Is the concept useful to you personally, or to your work with others, for example?
Replies
Dear Darlene,
In my view the concept of spiritual emergence is very practical. I believe however that the roads to the other side, so to speak, are various, and should be addressed as such. I think however that the scheme proposed by Grof & Grof, and the various versions of it later on, are showing indeed these different roads. With my own experience with kundalini and expertise as a therapist I should not overreach myself in saying that I can be of help to all kinds of spirtual emergences and emergencies.
It's funny that you mention Jung's concept of the transcendent function. It is, I believe, introduced by him in the context of active imagination, and that was just what I did with this soror mystica, however realising that I was traveling in a real world of its own, with its own rules. A world you share with other souls. I believe Jung used this name of transcendent function, because he somehow knew that in diving into your inner sanctum, you discover a real world, as real as the physical world, but larger, more flowing, because it's the habitat of our energetic body. With active imagination you can transcend your awareness of the physical world to the non-physical, energetic world. Remember also that his doctoral dissertation handled about research on his mediumistic niece Helene Preiswerk. Maybe he stumbled across some real data about this other world, Orbis Alia, but could not tell about it, as Freud couldn't tell about the real sexual trauma's behind the hysteria of his time.
For me the concept of spiritual emergence is very helpful. I must say that with the symptoms I feel day and night, the thoughts have crossed my mind that, maybe, I should consult a psychiatrist. But by monitoring myself, talking with colleagues, and the fact that I can still do my job properly - even doing a post-doctoral study I just finished, while working more or less full time - I am asured that in my case you could speak of a spiritual emergence, or at least the semi-physical process (after a kundalinic spinal sweep) which prepares me for further development.
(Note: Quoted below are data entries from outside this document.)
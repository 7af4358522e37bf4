/// Shuffled per-collection views with a fixed refresh epoch
use chrono::{DateTime, Duration, Utc};
use rand::seq::SliceRandom;
use rand::Rng;
use std::sync::Arc;
use tokio::sync::Mutex;
use tracing::{debug, info};

use crate::model::{CollectionKind, FilmRecord};
use crate::store::StoreSnapshot;

/// Cached order for one collection
#[derive(Debug, Default)]
struct ShuffleEntry {
    ordered: Arc<Vec<FilmRecord>>,
    last_shuffle: Option<DateTime<Utc>>,
    source_version: u64,
}

impl ShuffleEntry {
    fn needs_rebuild(&self, now: DateTime<Utc>, epoch: Duration, source_version: u64) -> bool {
        match self.last_shuffle {
            None => true,
            Some(_) if self.ordered.is_empty() => true,
            Some(_) if self.source_version != source_version => true,
            Some(last) => now - last > epoch,
        }
    }
}

/// Randomly ordered views of the short and long collections
///
/// Each collection keeps its order for one epoch so that paging through a catalog
/// sees stable page boundaries. Rebuilds hold the collection's lock, so concurrent
/// readers never race to produce different shuffles.
#[derive(Debug)]
pub struct CatalogCache {
    epoch: Duration,
    short: Mutex<ShuffleEntry>,
    long: Mutex<ShuffleEntry>,
}

impl CatalogCache {
    pub fn new(epoch: std::time::Duration) -> Self {
        Self {
            epoch: Duration::from_std(epoch).unwrap_or_else(|_| Duration::hours(12)),
            short: Mutex::new(ShuffleEntry::default()),
            long: Mutex::new(ShuffleEntry::default()),
        }
    }

    fn entry(&self, kind: CollectionKind) -> Option<&Mutex<ShuffleEntry>> {
        match kind {
            CollectionKind::Short => Some(&self.short),
            CollectionKind::Long => Some(&self.long),
            CollectionKind::Recent => None,
        }
    }

    /// Served order of a collection; recent is returned in storage order
    pub async fn ordered(&self, kind: CollectionKind, snapshot: &StoreSnapshot) -> Arc<Vec<FilmRecord>> {
        self.ordered_at(kind, snapshot, Utc::now()).await
    }

    /// Same as [`CatalogCache::ordered`] with an explicit clock
    pub async fn ordered_at(
        &self,
        kind: CollectionKind,
        snapshot: &StoreSnapshot,
        now: DateTime<Utc>,
    ) -> Arc<Vec<FilmRecord>> {
        let Some(entry) = self.entry(kind) else {
            return snapshot.collection(kind).clone();
        };

        let mut entry = entry.lock().await;
        if entry.needs_rebuild(now, self.epoch, snapshot.version) {
            let source = snapshot.collection(kind);
            entry.ordered = Arc::new(shuffled(source, &mut rand::rng()));
            entry.last_shuffle = Some(now);
            entry.source_version = snapshot.version;
            info!(
                "🔀 Shuffled {}: {} items. Next shuffle at {}",
                kind,
                entry.ordered.len(),
                (now + self.epoch).to_rfc3339()
            );
        }
        entry.ordered.clone()
    }

    /// Forget every cached order so the next access reshuffles
    pub async fn invalidate(&self) {
        for kind in [CollectionKind::Short, CollectionKind::Long] {
            if let Some(entry) = self.entry(kind) {
                *entry.lock().await = ShuffleEntry::default();
            }
        }
        debug!("🗑️ Catalog cache invalidated");
    }

    /// When a collection was last shuffled, if ever
    pub async fn last_shuffle(&self, kind: CollectionKind) -> Option<DateTime<Utc>> {
        match self.entry(kind) {
            Some(entry) => entry.lock().await.last_shuffle,
            None => None,
        }
    }
}

/// Uniform random permutation of `items`; the input is left untouched
pub fn shuffled<R: Rng + ?Sized>(items: &[FilmRecord], rng: &mut R) -> Vec<FilmRecord> {
    let mut order = items.to_vec();
    order.shuffle(rng);
    order
}

/// `[skip, skip + page_size)` of `items`, empty when `skip` is past the end
pub fn page(items: &[FilmRecord], skip: usize, page_size: usize) -> &[FilmRecord] {
    let start = skip.min(items.len());
    let end = start.saturating_add(page_size).min(items.len());
    &items[start..end]
}

#[cfg(test)]
mod tests {
    use super::*;
    use rand::rngs::StdRng;
    use rand::SeedableRng;

    fn snapshot(version: u64, short: usize, long: usize) -> StoreSnapshot {
        let make = |prefix: &str, n: usize| {
            Arc::new(
                (0..n)
                    .map(|i| FilmRecord::new(format!("{}{}", prefix, i), format!("Film {}", i), "2000"))
                    .collect::<Vec<_>>(),
            )
        };
        StoreSnapshot {
            version,
            recent: make("r", 3),
            short: make("s", short),
            long: make("l", long),
            loaded_at: Utc::now(),
        }
    }

    fn sorted_ids(items: &[FilmRecord]) -> Vec<String> {
        let mut ids: Vec<String> = items.iter().map(|f| f.id.clone()).collect();
        ids.sort();
        ids
    }

    #[test]
    fn test_shuffle_is_pure_permutation() {
        let source = snapshot(1, 50, 0).short;
        let before = source.as_ref().clone();
        let mut rng = StdRng::seed_from_u64(7);

        let order = shuffled(&source, &mut rng);

        assert_eq!(source.as_slice(), before.as_slice());
        assert_eq!(sorted_ids(&order), sorted_ids(&source));
    }

    #[test]
    fn test_page_bounds() {
        let items = snapshot(1, 5, 0).short;
        assert_eq!(page(&items, 0, 100).len(), 5);
        assert_eq!(page(&items, 4, 100).len(), 1);
        assert!(page(&items, 5, 100).is_empty());
        assert!(page(&items, 500, 100).is_empty());
        assert_eq!(page(&items, 1, 2).len(), 2);
        assert_eq!(page(&items, usize::MAX, usize::MAX).len(), 0);
    }

    #[tokio::test]
    async fn test_order_stable_within_epoch() {
        let cache = CatalogCache::new(std::time::Duration::from_secs(12 * 3600));
        let snap = snapshot(1, 200, 0);
        let t0 = Utc::now();

        let first = cache.ordered_at(CollectionKind::Short, &snap, t0).await;
        let later = cache
            .ordered_at(CollectionKind::Short, &snap, t0 + Duration::hours(12))
            .await;

        assert!(Arc::ptr_eq(&first, &later));
        assert_eq!(cache.last_shuffle(CollectionKind::Short).await, Some(t0));
    }

    #[tokio::test]
    async fn test_reshuffle_after_epoch() {
        let cache = CatalogCache::new(std::time::Duration::from_secs(12 * 3600));
        let snap = snapshot(1, 200, 0);
        let t0 = Utc::now();

        let first = cache.ordered_at(CollectionKind::Short, &snap, t0).await;
        let t1 = t0 + Duration::hours(12) + Duration::seconds(1);
        let second = cache.ordered_at(CollectionKind::Short, &snap, t1).await;

        assert!(!Arc::ptr_eq(&first, &second));
        assert_eq!(sorted_ids(&first), sorted_ids(&second));
        assert_eq!(cache.last_shuffle(CollectionKind::Short).await, Some(t1));
    }

    #[tokio::test]
    async fn test_new_snapshot_version_reshuffles() {
        let cache = CatalogCache::new(std::time::Duration::from_secs(12 * 3600));
        let t0 = Utc::now();

        let first = cache.ordered_at(CollectionKind::Long, &snapshot(1, 0, 10), t0).await;
        assert_eq!(first.len(), 10);

        let second = cache.ordered_at(CollectionKind::Long, &snapshot(2, 0, 12), t0).await;
        assert_eq!(second.len(), 12);
    }

    #[tokio::test]
    async fn test_invalidate_forces_rebuild() {
        let cache = CatalogCache::new(std::time::Duration::from_secs(12 * 3600));
        let snap = snapshot(1, 20, 0);
        let t0 = Utc::now();

        let first = cache.ordered_at(CollectionKind::Short, &snap, t0).await;
        cache.invalidate().await;
        assert_eq!(cache.last_shuffle(CollectionKind::Short).await, None);

        let second = cache.ordered_at(CollectionKind::Short, &snap, t0).await;
        assert!(!Arc::ptr_eq(&first, &second));
    }

    #[tokio::test]
    async fn test_recent_is_not_shuffled() {
        let cache = CatalogCache::new(std::time::Duration::from_secs(60));
        let snap = snapshot(1, 0, 0);

        let recent = cache.ordered(CollectionKind::Recent, &snap).await;
        assert!(Arc::ptr_eq(&recent, &snap.recent));
        assert_eq!(cache.last_shuffle(CollectionKind::Recent).await, None);
    }
}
I hope to be able to help people come through this same process, using my expertise as a psychologist, but also speaking from my own experience with kundalini.
Light, Life and Love,
Pieter.
The lucky part is that many Jungian and transpersonal psychiatrists can do just as you are hoping to do, Pieter, help people based not only on their expertise in psychiatry but also due to their own spiritual emergence. Such psychiatrists, though relatively rare, are still valuable to have as sherpas/midwives or however else one might like to characterize their role. They would need to be interviewed before engaging their services. The Jungian institutes and transpersonal societies are full of such people, though again relatively few would be actual psychiatrists as opposed to other types of psychotherapists. Grof himself still runs holotropic breathwork groups here in the States for example. I don't know what the situation is like in the Netherlands.
How about for others of you out there? Do you find that there are some times when you prefer to have a guide or aide in your dream-work or spiritual emergence process, and other times when you prefer to work "on yourself alone," as Jungian Arnold Mindell would put it, for example?